The objective is to gradually replace fossil-based material flows with biogenic flows. According to Wolperdinger, the centre’s location gives it a great advantage. “The CBP Leuna is located in the heart of an established chemical cluster, giving it direct access to industry and a diverse range of products,” he says. It is therefore ideally placed to pioneer the transition to an integrated hub, capable of processing both fossil and regenerative raw materials.

“This is a key step towards a bioeconomy and sustainable production,” confirms Hirth. “The CBP is like a microcosm of a bioeconomy.” The centre is also part of the German Research and Science Network, giving it strong cross-regional pull. The project is coordinated by the Fraunhofer Institute for Interfacial Engineering and Biotechnology (IGB) and the Fraunhofer Institute for Chemical Technology (ICT). As the main contractor, Linde Engineering Dresden is responsible for the various process units. “To harness the full energy and material potential of plant-based biomass, we will use cascading process chains - similar to those used by a biorefinery,” explains Welteroth.

To create an optimum infrastructure comprising pilot and mini plants, Linde Engineering is thus building five process plants for the development and up-scaling of industrial biotechnology methods. “For the entire system to work efficiently and economically, the individual units must be fully interoperable so they can maximise the material and energy flows,” adds Wolperdinger. Experts from Linde Engineering Dresden are also collaborating as research partners at the CBP, investigating individual projects such as the use of industrial gases (such as hydrogen) in refineries and the development of plants to generate bioethylene from innovative biomass conversion processes.

Making the most of straw, wood & waste

Construction on the CBP Leuna officially got underway at the end of 2010. However, the first projects with major companies, small and medium-sized partners, universities and non-academic research institutions started back in 2009.

Over 20 industrial companies and 15 universities and research organisations have thus far agreed to collaborate on projects or are already actively involved.

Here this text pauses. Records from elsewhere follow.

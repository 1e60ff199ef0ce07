//! Synchronous facade over the async client.
//!
//! Each call drives the async operation to completion on a current-thread
//! runtime owned by the client, so results and errors are identical to the
//! async API. Do not call these from inside an async context.

use crate::api_client::{ApiRequest, ApiResponse, RawResponse};
use crate::apis::{ConnectParams, DevicesApiClient};
use crate::codec::ResponseType;
use crate::configuration::Configuration;
use crate::error::OpenApiError;

use std::io;
use std::sync::Arc;

use tokio::runtime::{Builder, Runtime};

pub struct BlockingDevicesApiClient {
    runtime: Runtime,
    inner: DevicesApiClient,
}

impl BlockingDevicesApiClient {
    pub fn new(configuration: Arc<Configuration>) -> Result<Self, OpenApiError> {
        let runtime = Builder::new_current_thread()
            .enable_all()
            .build()
            .map_err(runtime_error)?;

        Ok(Self {
            runtime,
            inner: DevicesApiClient::new(configuration)?,
        })
    }

    pub fn configuration(&self) -> &Arc<Configuration> {
        self.inner.api_client().configuration()
    }

    pub fn connect(&self, params: ConnectParams) -> Result<(), OpenApiError> {
        self.runtime.block_on(self.inner.connect(params))
    }

    pub fn connect_with_http_info(
        &self,
        params: ConnectParams,
    ) -> Result<ApiResponse<()>, OpenApiError> {
        self.runtime.block_on(self.inner.connect_with_http_info(params))
    }

    pub fn execute<T: ResponseType>(&self, request: ApiRequest) -> Result<T, OpenApiError> {
        self.runtime.block_on(self.inner.api_client().execute(request))
    }

    pub fn execute_raw(&self, request: ApiRequest) -> Result<RawResponse, OpenApiError> {
        self.runtime
            .block_on(self.inner.api_client().execute_raw(request))
    }
}

/// Runtime construction failures happen before any request exists.
#[track_caller]
pub(crate) fn runtime_error(error: io::Error) -> OpenApiError {
    OpenApiError::value_error(format!("Failed to start runtime: {error}"))
}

Together with his project partners, Hirth and his team started to lay the foundations for the CBP almost four years ago. “We involved all relevant players from industry, business and politics right from the word go so that we could start our research activities before the building had been constructed,” recalls Hirth.

“This is truly something special and a testament to our commitment to a bioeconomy”

Prof. Thomas Hirth

One of the key projects at the CBP involves lignocellulose, the primary component of wood. For some years now, scientists at the Fraunhofer IGB laboratories have been working on the thermal conversion of this versatile feedstock, and developing tailored decomposition and separation methods to harness all of the components in lignocellulose.

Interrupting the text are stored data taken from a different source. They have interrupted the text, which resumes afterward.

use crate::helpers::{DEVICE_TOKEN, api_path, configuration_for};

use devices_api::{ConnectParams, DevicesApiClient, ErrorKind};

use std::time::Duration;

use serde_json::json;
use wiremock::matchers::{header, header_exists, method, path};
use wiremock::{Mock, MockServer, ResponseTemplate};

// ============================================================================
// connect() - GET /connect with the upgrade headers
// ============================================================================

/// **VALUE**: Verifies `connect` sends the handshake headers and the device token.
///
/// **WHY THIS MATTERS**: The server authenticates the device from the JWT and only
/// upgrades with the full header set.
///
/// **BUG THIS CATCHES**: Would catch a header dropped between params and the wire, or
/// DeviceJWT auth missing from the operation.
#[tokio::test]
async fn given_handshake_params_when_connect_called_then_headers_and_token_are_sent() {
    // GIVEN: A server accepting only a complete handshake request
    let server = MockServer::start().await;
    Mock::given(method("GET"))
        .and(path(api_path("/connect")))
        .and(header("upgrade", "websocket"))
        .and(header("sec-websocket-version", "13"))
        .and(header_exists("sec-websocket-key"))
        .and(header("authorization", format!("Bearer {DEVICE_TOKEN}").as_str()))
        .respond_with(ResponseTemplate::new(200))
        .expect(1)
        .mount(&server)
        .await;
    let client = DevicesApiClient::new(configuration_for(&server)).unwrap();

    // WHEN: Calling connect
    let result = client.connect(ConnectParams::handshake()).await;

    // THEN: The strict mock matched
    assert!(result.is_ok(), "unexpected error: {result:?}");
}

#[tokio::test]
async fn given_success_when_connect_with_http_info_called_then_status_and_headers_are_returned() {
    let server = MockServer::start().await;
    Mock::given(method("GET"))
        .and(path(api_path("/connect")))
        .respond_with(ResponseTemplate::new(200).insert_header("X-Session-ID", "s-9"))
        .mount(&server)
        .await;
    let client = DevicesApiClient::new(configuration_for(&server)).unwrap();

    let response = client
        .connect_with_http_info(ConnectParams::handshake())
        .await
        .unwrap();

    assert_eq!(response.status.as_u16(), 200);
    assert_eq!(response.headers.get("x-session-id").unwrap(), "s-9");
}

/// **VALUE**: Verifies a 401 from connect carries the server's error descriptor.
///
/// **WHY THIS MATTERS**: An expired device token must be distinguishable from other
/// failures so the agent can re-authenticate.
///
/// **BUG THIS CATCHES**: Would catch the descriptor being lost or the status dropped.
#[tokio::test]
async fn given_unauthorized_device_when_connect_called_then_api_exception_has_descriptor() {
    let server = MockServer::start().await;
    Mock::given(method("GET"))
        .and(path(api_path("/connect")))
        .respond_with(
            ResponseTemplate::new(401)
                .set_body_json(json!({"error": "token expired", "request_id": "r-1"})),
        )
        .mount(&server)
        .await;
    let client = DevicesApiClient::new(configuration_for(&server)).unwrap();

    let error = client
        .connect(ConnectParams::handshake())
        .await
        .unwrap_err();

    assert_eq!(error.kind(), ErrorKind::Api);
    let exception = error.api_exception().unwrap();
    assert_eq!(exception.status.map(|status| status.as_u16()), Some(401));
    assert_eq!(exception.error_message(), Some("token expired"));
    assert_eq!(
        exception.error.as_ref().and_then(|e| e.request_id.as_deref()),
        Some("r-1")
    );
}

#[tokio::test]
async fn given_missing_websocket_key_when_connect_called_then_value_error_before_network() {
    let server = MockServer::start().await;
    Mock::given(method("GET"))
        .respond_with(ResponseTemplate::new(200))
        .expect(0)
        .mount(&server)
        .await;
    let client = DevicesApiClient::new(configuration_for(&server)).unwrap();
    let params = ConnectParams {
        sec_websocket_key: None,
        ..ConnectParams::handshake()
    };

    let error = client.connect(params).await.unwrap_err();

    assert_eq!(error.kind(), ErrorKind::Value);
    assert!(error.to_string().contains("`sec_websocket_key`"));
}

#[tokio::test]
async fn given_request_timeout_in_params_when_server_is_slow_then_connect_times_out() {
    let server = MockServer::start().await;
    Mock::given(method("GET"))
        .respond_with(ResponseTemplate::new(200).set_delay(Duration::from_secs(2)))
        .mount(&server)
        .await;
    let client = DevicesApiClient::new(configuration_for(&server)).unwrap();

    let error = client
        .connect(ConnectParams::handshake().with_request_timeout(Duration::from_millis(100)))
        .await
        .unwrap_err();

    assert_eq!(error.kind(), ErrorKind::Transport);
}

Once the CBP is finished in summer 2012, the biotech experts intend to establish a sustainable, demonstration-scale process at the centre and thus lay the foundations for future industrial-scale production of synthesis compounds and polymers from wood. They will be focusing in particular on ramping up processes that harness biogenic waste streams - raw materials that are not suitable as food sources - to industrial-scale production. With plants, technologies, laboratories, offices and storage space spread over an area in excess of 2,000 square metres, the CBP will provide the perfect all-round platform for the development of industrial biotechnology processes.

The CBP receives funding from several German ministries, including the Federal Ministry of Education and Research (BMBF) and the Federal Ministry of Food, Agriculture and Consumer Protection (BMELV), and is also supported by the State of Saxony-Anhalt. “This is truly something special and a testament to our commitment to a bioeconomy,” maintains Fraunhofer expert Hirth, who, together with Linde Engineering Dresden GmbH and other partners, has accompanied the Chemical Biotechnological Process Centre project every step of the way, from financing to realisation.

Centres such as the CBP are crucial to intensify research into the kinds of renewable raw materials that have the potential to power a forward-thinking, sustainable future.